Тишина. Сирил же вновь усмехнулся, глядя на своё отражение:
- Знаешь, почему? Между нами всё-таки есть одно различие. Ты сам выбрал
свою судьбу. А я… я никогда не просил такой судьбы. Знаешь, если бы я
мог, я бы ушёл прочь. Вместе с… - имя предателя уже почти готово было
сорваться с губ, но юноша осёкся, понимая, что слова теперь уже
бесполезны.
- Знаешь… Я уничтожу тебя потому, что я верю: именно таково твоё
истинное желание. Я бы уж точно хотел, чтобы меня уничтожили. Сердце-то
всё равно уже сломали.
Никто не услышит этих слов. Да и они никому не предназначены. Тот, кто мог бы их услышать, давно уже мёртв.
Да, мёртв, и уже довольно долгое время, тот самый мальчишка из Западной
Гавани. Вместо него – лишь жалкое подобие, которое уже не жаждет
ничего, кроме смерти.
- Я сделаю им такое одолжение. Я подарю им их поганый мир… Но потом я хочу исчезнуть.

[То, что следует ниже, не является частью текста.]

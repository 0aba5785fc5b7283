#![cfg(feature = "json")]

//! End-to-end fills over templates loaded from document json, plus disk
//! round-trips of the filled output.

use std::collections::BTreeMap;
use std::sync::Arc;

use sheetfill_engine::{
    CellRef, Context, DocumentTransformer, InMemoryTransformer, RhaiEvaluator, Value, fill,
};
use sheetfill_io::backends::json;

fn ctx() -> Context {
    Context::new(Arc::new(RhaiEvaluator::new()))
}

fn at(row: u32, col: u32) -> CellRef {
    CellRef::new("Sheet1", row, col)
}

fn line(desc: &str, total: i64) -> Value {
    let mut map = BTreeMap::new();
    map.insert("desc".to_string(), Value::from(desc));
    map.insert("total".to_string(), Value::Int(total));
    Value::map(map)
}

const INVOICE_TEMPLATE: &str = r#"{
  "sheets": [
    {
      "name": "Sheet1",
      "cells": [
        { "row": 0, "col": 0, "value": { "Text": "Invoice" } },
        { "row": 1, "col": 0, "value": { "Text": "${line.desc}" } },
        { "row": 1, "col": 1, "value": { "Text": "${line.total}" } }
      ],
      "comments": [
        { "row": 0, "col": 0, "text": "sf:area(lastCell=\"B2\")" },
        { "row": 1, "col": 0, "text": "sf:each(items=\"lines\" var=\"line\" lastCell=\"B2\")" }
      ]
    }
  ]
}"#;

#[test]
fn annotated_template_fills_from_json() {
    let mut doc = json::read_template_str(INVOICE_TEMPLATE).unwrap();
    let mut ctx = ctx();
    ctx.put(
        "lines",
        Value::list(vec![line("Widget", 120), line("Gadget", 75)]),
    );

    let summary = fill(&mut doc, &mut ctx).unwrap();

    assert_eq!(summary.areas, 1);
    assert_eq!(doc.value_at(&at(0, 0)), Value::from("Invoice"));
    assert_eq!(doc.value_at(&at(1, 0)), Value::from("Widget"));
    assert_eq!(doc.value_at(&at(1, 1)), Value::Int(120));
    assert_eq!(doc.value_at(&at(2, 0)), Value::from("Gadget"));
    assert_eq!(doc.value_at(&at(2, 1)), Value::Int(75));
}

#[test]
fn loop_formulas_are_rewritten_in_the_json_pipeline() {
    let template = r#"{
      "sheets": [
        {
          "name": "Sheet1",
          "cells": [
            { "row": 0, "col": 0, "value": { "Text": "Amount" } },
            { "row": 1, "col": 0, "value": { "Text": "${r.amount}" } },
            { "row": 2, "col": 0, "formula": "SUM(A2:A2)" }
          ],
          "comments": [
            { "row": 0, "col": 0, "text": "sf:area(lastCell=\"A3\")" },
            { "row": 1, "col": 0, "text": "sf:each(items=\"rows\" var=\"r\" lastCell=\"A2\")" }
          ]
        }
      ]
    }"#;
    let mut doc = json::read_template_str(template).unwrap();
    let mut ctx = ctx();
    let rows: Vec<Value> = [10, 20, 30]
        .iter()
        .map(|n| {
            let mut map = BTreeMap::new();
            map.insert("amount".to_string(), Value::Int(*n));
            Value::map(map)
        })
        .collect();
    ctx.put("rows", Value::list(rows));

    let summary = fill(&mut doc, &mut ctx).unwrap();

    assert_eq!(summary.formulas_rewritten, 1);
    assert_eq!(doc.formula_at(&at(3, 0)), Some("SUM(A2:A4)".to_string()));
    assert_eq!(doc.value_at(&at(2, 0)), Value::Int(30));
}

#[test]
fn filled_output_round_trips_through_json_text() {
    let mut doc = json::read_template_str(INVOICE_TEMPLATE).unwrap();
    let mut ctx = ctx();
    ctx.put("lines", Value::list(vec![line("Widget", 120)]));
    fill(&mut doc, &mut ctx).unwrap();

    let text = json::document_to_string(&doc).unwrap();
    let back = json::read_template_str(&text).unwrap();

    assert_eq!(back.value_at(&at(0, 0)), Value::from("Invoice"));
    assert_eq!(back.value_at(&at(1, 0)), Value::from("Widget"));
    assert_eq!(back.value_at(&at(1, 1)), Value::Int(120));
    assert_eq!(
        back.cell_comment(&at(0, 0)),
        Some("sf:area(lastCell=\"B2\")".to_string())
    );
}

#[test]
fn documents_survive_a_path_round_trip() {
    let dir = tempfile::tempdir().unwrap();
    let path = dir.path().join("report.json");

    let mut doc = InMemoryTransformer::new();
    doc.load_value(at(0, 0), Value::from("hello"));
    doc.load_value(at(0, 1), Value::Number(2.5));
    json::write_document_path(&doc, &path).unwrap();

    let back = json::read_template_path(&path).unwrap();
    assert_eq!(back.value_at(&at(0, 0)), Value::from("hello"));
    assert_eq!(back.value_at(&at(0, 1)), Value::Number(2.5));
}
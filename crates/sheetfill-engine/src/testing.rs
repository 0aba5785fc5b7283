//! Shared fixtures for the unit tests in this crate.

use std::collections::BTreeMap;
use std::sync::Arc;

use rustc_hash::FxHashMap;

use sheetfill_common::Value;

use crate::context::Context;
use crate::error::Result;
use crate::expression::ExpressionEvaluator;

/// Minimal evaluator resolving bare names and `a.b.c` map paths against the
/// environment. Anything unresolved is `Empty`.
pub struct PathEvaluator;

impl ExpressionEvaluator for PathEvaluator {
    fn evaluate(&self, expression: &str, env: &FxHashMap<String, Value>) -> Result<Value> {
        let mut parts = expression.trim().split('.');
        let root = match parts.next() {
            Some(root) => root,
            None => return Ok(Value::Empty),
        };
        let mut current = match env.get(root) {
            Some(value) => value.clone(),
            None => return Ok(Value::Empty),
        };
        for part in parts {
            current = match &current {
                Value::Map(map) => map.get(part).cloned().unwrap_or(Value::Empty),
                _ => Value::Empty,
            };
        }
        Ok(current)
    }

    fn check_syntax(&self, _expression: &str) -> Result<()> {
        Ok(())
    }
}

pub fn path_ctx() -> Context {
    Context::new(Arc::new(PathEvaluator))
}

pub fn record(entries: &[(&str, Value)]) -> Value {
    let map: BTreeMap<String, Value> = entries
        .iter()
        .map(|(k, v)| (k.to_string(), v.clone()))
        .collect();
    Value::map(map)
}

Исчезнуть, раствориться в пустоте… Да, пожалуй, это выход. Единственный выход для уже давно обратившейся в пепел души.
До крови закусив губу, Сирил с силой ударил кулаком по зеркалу – так,
что тонкое стекло треснуло. Расколотое отражение всё так же улыбалось
своему обладателю из темноты комнаты.
- Ведь ты же… - из памяти всплыл знакомый грубый голос, настороженный
взгляд жёлтых глаз, и Сирил закусил губу ещё сильнее, шепча, - Ведь ты
же не вернёшься, правда?
Единственный, кто мог понять. Единственный, кому можно было поверить.
Единственный, чья душа была так же сломлена, как душа самого Сирила. И
единственный, кто ещё мог пробудить в Сириле того самого мальчика из
Западной Гавани, которым он когда-то был…
Но он ушёл, ушёл вместе с рассветом. Растворился в его светлых, ослепительно-ярких лучах.
Сирил Э’Лин, Рыцарь Невервинтера и владелец Крепости-На-Перекрёстке, ненавидел рассвет.